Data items
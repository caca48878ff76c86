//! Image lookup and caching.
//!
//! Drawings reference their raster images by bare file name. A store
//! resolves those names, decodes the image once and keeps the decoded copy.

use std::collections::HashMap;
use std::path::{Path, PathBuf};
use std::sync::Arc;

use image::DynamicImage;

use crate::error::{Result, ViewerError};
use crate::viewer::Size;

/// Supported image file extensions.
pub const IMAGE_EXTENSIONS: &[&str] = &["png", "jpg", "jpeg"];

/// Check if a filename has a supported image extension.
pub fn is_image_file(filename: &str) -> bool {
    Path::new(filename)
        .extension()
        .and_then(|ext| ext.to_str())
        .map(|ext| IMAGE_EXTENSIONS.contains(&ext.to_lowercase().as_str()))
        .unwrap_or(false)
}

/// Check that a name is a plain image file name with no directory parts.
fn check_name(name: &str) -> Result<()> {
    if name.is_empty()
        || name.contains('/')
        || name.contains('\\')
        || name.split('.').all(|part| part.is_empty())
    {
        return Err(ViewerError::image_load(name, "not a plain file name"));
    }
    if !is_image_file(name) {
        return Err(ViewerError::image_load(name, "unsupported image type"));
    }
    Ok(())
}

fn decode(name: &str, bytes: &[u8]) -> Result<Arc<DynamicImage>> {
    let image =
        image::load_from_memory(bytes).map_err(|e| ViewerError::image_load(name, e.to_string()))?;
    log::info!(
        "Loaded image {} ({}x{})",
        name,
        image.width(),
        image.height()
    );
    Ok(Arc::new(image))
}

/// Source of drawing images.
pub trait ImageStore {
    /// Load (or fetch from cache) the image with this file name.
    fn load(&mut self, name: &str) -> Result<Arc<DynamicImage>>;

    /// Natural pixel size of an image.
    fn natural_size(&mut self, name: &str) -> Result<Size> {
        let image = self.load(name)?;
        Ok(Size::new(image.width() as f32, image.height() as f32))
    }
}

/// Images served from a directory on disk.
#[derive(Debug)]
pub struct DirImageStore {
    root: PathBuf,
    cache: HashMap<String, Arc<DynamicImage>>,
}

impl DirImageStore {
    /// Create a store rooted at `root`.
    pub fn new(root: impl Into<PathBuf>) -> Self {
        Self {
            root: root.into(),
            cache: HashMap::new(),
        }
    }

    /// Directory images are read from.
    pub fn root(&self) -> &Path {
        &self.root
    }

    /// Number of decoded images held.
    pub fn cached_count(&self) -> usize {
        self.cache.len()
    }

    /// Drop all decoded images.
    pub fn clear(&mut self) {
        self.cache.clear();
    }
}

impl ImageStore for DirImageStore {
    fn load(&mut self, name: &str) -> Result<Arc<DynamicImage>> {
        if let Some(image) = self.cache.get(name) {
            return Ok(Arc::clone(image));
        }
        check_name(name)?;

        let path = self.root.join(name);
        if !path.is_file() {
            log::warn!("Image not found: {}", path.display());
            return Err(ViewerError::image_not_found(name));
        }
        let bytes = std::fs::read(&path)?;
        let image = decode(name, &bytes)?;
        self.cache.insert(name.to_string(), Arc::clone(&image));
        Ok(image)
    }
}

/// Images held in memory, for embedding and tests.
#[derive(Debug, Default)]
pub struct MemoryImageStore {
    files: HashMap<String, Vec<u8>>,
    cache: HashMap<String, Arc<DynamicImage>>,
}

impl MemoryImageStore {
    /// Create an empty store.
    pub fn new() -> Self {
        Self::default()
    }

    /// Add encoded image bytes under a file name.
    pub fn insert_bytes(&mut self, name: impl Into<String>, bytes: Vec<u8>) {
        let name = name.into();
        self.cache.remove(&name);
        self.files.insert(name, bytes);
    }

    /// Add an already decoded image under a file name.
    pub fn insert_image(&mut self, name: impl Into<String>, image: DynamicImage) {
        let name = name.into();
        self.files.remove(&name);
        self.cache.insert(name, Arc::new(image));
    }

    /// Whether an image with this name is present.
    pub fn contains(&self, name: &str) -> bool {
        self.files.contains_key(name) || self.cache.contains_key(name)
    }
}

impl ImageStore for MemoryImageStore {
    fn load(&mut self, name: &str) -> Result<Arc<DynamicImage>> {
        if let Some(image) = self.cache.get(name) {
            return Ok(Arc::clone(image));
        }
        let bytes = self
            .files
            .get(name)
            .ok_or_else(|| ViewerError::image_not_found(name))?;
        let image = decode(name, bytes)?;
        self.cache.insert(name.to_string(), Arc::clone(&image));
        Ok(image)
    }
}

Problem to solve: Reproduce the data verbatim, line for line.

Answer to this exercise:
repository caca48878ff76c86
//! Image lookup and caching.
//!
//! Drawings reference their raster images by bare file name. A store
//! resolves those names, decodes the image once and keeps the decoded copy.

use std::collections::HashMap;
use std::path::{Path, PathBuf};
use std::sync::Arc;

use image::DynamicImage;

use crate::error::{Result, ViewerError};
use crate::viewer::Size;

/// Supported image file extensions.
pub const IMAGE_EXTENSIONS: &[&str] = &["png", "jpg", "jpeg"];

/// Check if a filename has a supported image extension.
pub fn is_image_file(filename: &str) -> bool {
    Path::new(filename)
        .extension()
        .and_then(|ext| ext.to_str())
        .map(|ext| IMAGE_EXTENSIONS.contains(&ext.to_lowercase().as_str()))
        .unwrap_or(false)
}

/// Check that a name is a plain image file name with no directory parts.
fn check_name(name: &str) -> Result<()> {
    if name.is_empty()
        || name.contains('/')
        || name.contains('\\')
        || name.split('.').all(|part| part.is_empty())
    {
        return Err(ViewerError::image_load(name, "not a plain file name"));
    }
    if !is_image_file(name) {
        return Err(ViewerError::image_load(name, "unsupported image type"));
    }
    Ok(())
}

fn decode(name: &str, bytes: &[u8]) -> Result<Arc<DynamicImage>> {
    let image =
        image::load_from_memory(bytes).map_err(|e| ViewerError::image_load(name, e.to_string()))?;
    log::info!(
        "Loaded image {} ({}x{})",
        name,
        image.width(),
        image.height()
    );
    Ok(Arc::new(image))
}

/// Source of drawing images.
pub trait ImageStore {
    /// Load (or fetch from cache) the image with this file name.
    fn load(&mut self, name: &str) -> Result<Arc<DynamicImage>>;

    /// Natural pixel size of an image.
    fn natural_size(&mut self, name: &str) -> Result<Size> {
        let image = self.load(name)?;
        Ok(Size::new(image.width() as f32, image.height() as f32))
    }
}

/// Images served from a directory on disk.
#[derive(Debug)]
pub struct DirImageStore {
    root: PathBuf,
    cache: HashMap<String, Arc<DynamicImage>>,
}

impl DirImageStore {
    /// Create a store rooted at `root`.
    pub fn new(root: impl Into<PathBuf>) -> Self {
        Self {
            root: root.into(),
            cache: HashMap::new(),
        }
    }

    /// Directory images are read from.
    pub fn root(&self) -> &Path {
        &self.root
    }

    /// Number of decoded images held.
    pub fn cached_count(&self) -> usize {
        self.cache.len()
    }

    /// Drop all decoded images.
    pub fn clear(&mut self) {
        self.cache.clear();
    }
}

impl ImageStore for DirImageStore {
    fn load(&mut self, name: &str) -> Result<Arc<DynamicImage>> {
        if let Some(image) = self.cache.get(name) {
            return Ok(Arc::clone(image));
        }
        check_name(name)?;

        let path = self.root.join(name);
        if !path.is_file() {
            log::warn!("Image not found: {}", path.display());
            return Err(ViewerError::image_not_found(name));
        }
        let bytes = std::fs::read(&path)?;
        let image = decode(name, &bytes)?;
        self.cache.insert(name.to_string(), Arc::clone(&image));
        Ok(image)
    }
}

/// Images held in memory, for embedding and tests.
#[derive(Debug, Default)]
pub struct MemoryImageStore {
    files: HashMap<String, Vec<u8>>,
    cache: HashMap<String, Arc<DynamicImage>>,
}

impl MemoryImageStore {
    /// Create an empty store.
    pub fn new() -> Self {
        Self::default()
    }

    /// Add encoded image bytes under a file name.
    pub fn insert_bytes(&mut self, name: impl Into<String>, bytes: Vec<u8>) {
        let name = name.into();
        self.cache.remove(&name);
        self.files.insert(name, bytes);
    }

    /// Add an already decoded image under a file name.
    pub fn insert_image(&mut self, name: impl Into<String>, image: DynamicImage) {
        let name = name.into();
        self.files.remove(&name);
        self.cache.insert(name, Arc::new(image));
    }

    /// Whether an image with this name is present.
    pub fn contains(&self, name: &str) -> bool {
        self.files.contains_key(name) || self.cache.contains_key(name)
    }
}

impl ImageStore for MemoryImageStore {
    fn load(&mut self, name: &str) -> Result<Arc<DynamicImage>> {
        if let Some(image) = self.cache.get(name) {
            return Ok(Arc::clone(image));
        }
        let bytes = self
            .files
            .get(name)
            .ok_or_else(|| ViewerError::image_not_found(name))?;
        let image = decode(name, bytes)?;
        self.cache.insert(name.to_string(), Arc::clone(&image));
        Ok(image)
    }
}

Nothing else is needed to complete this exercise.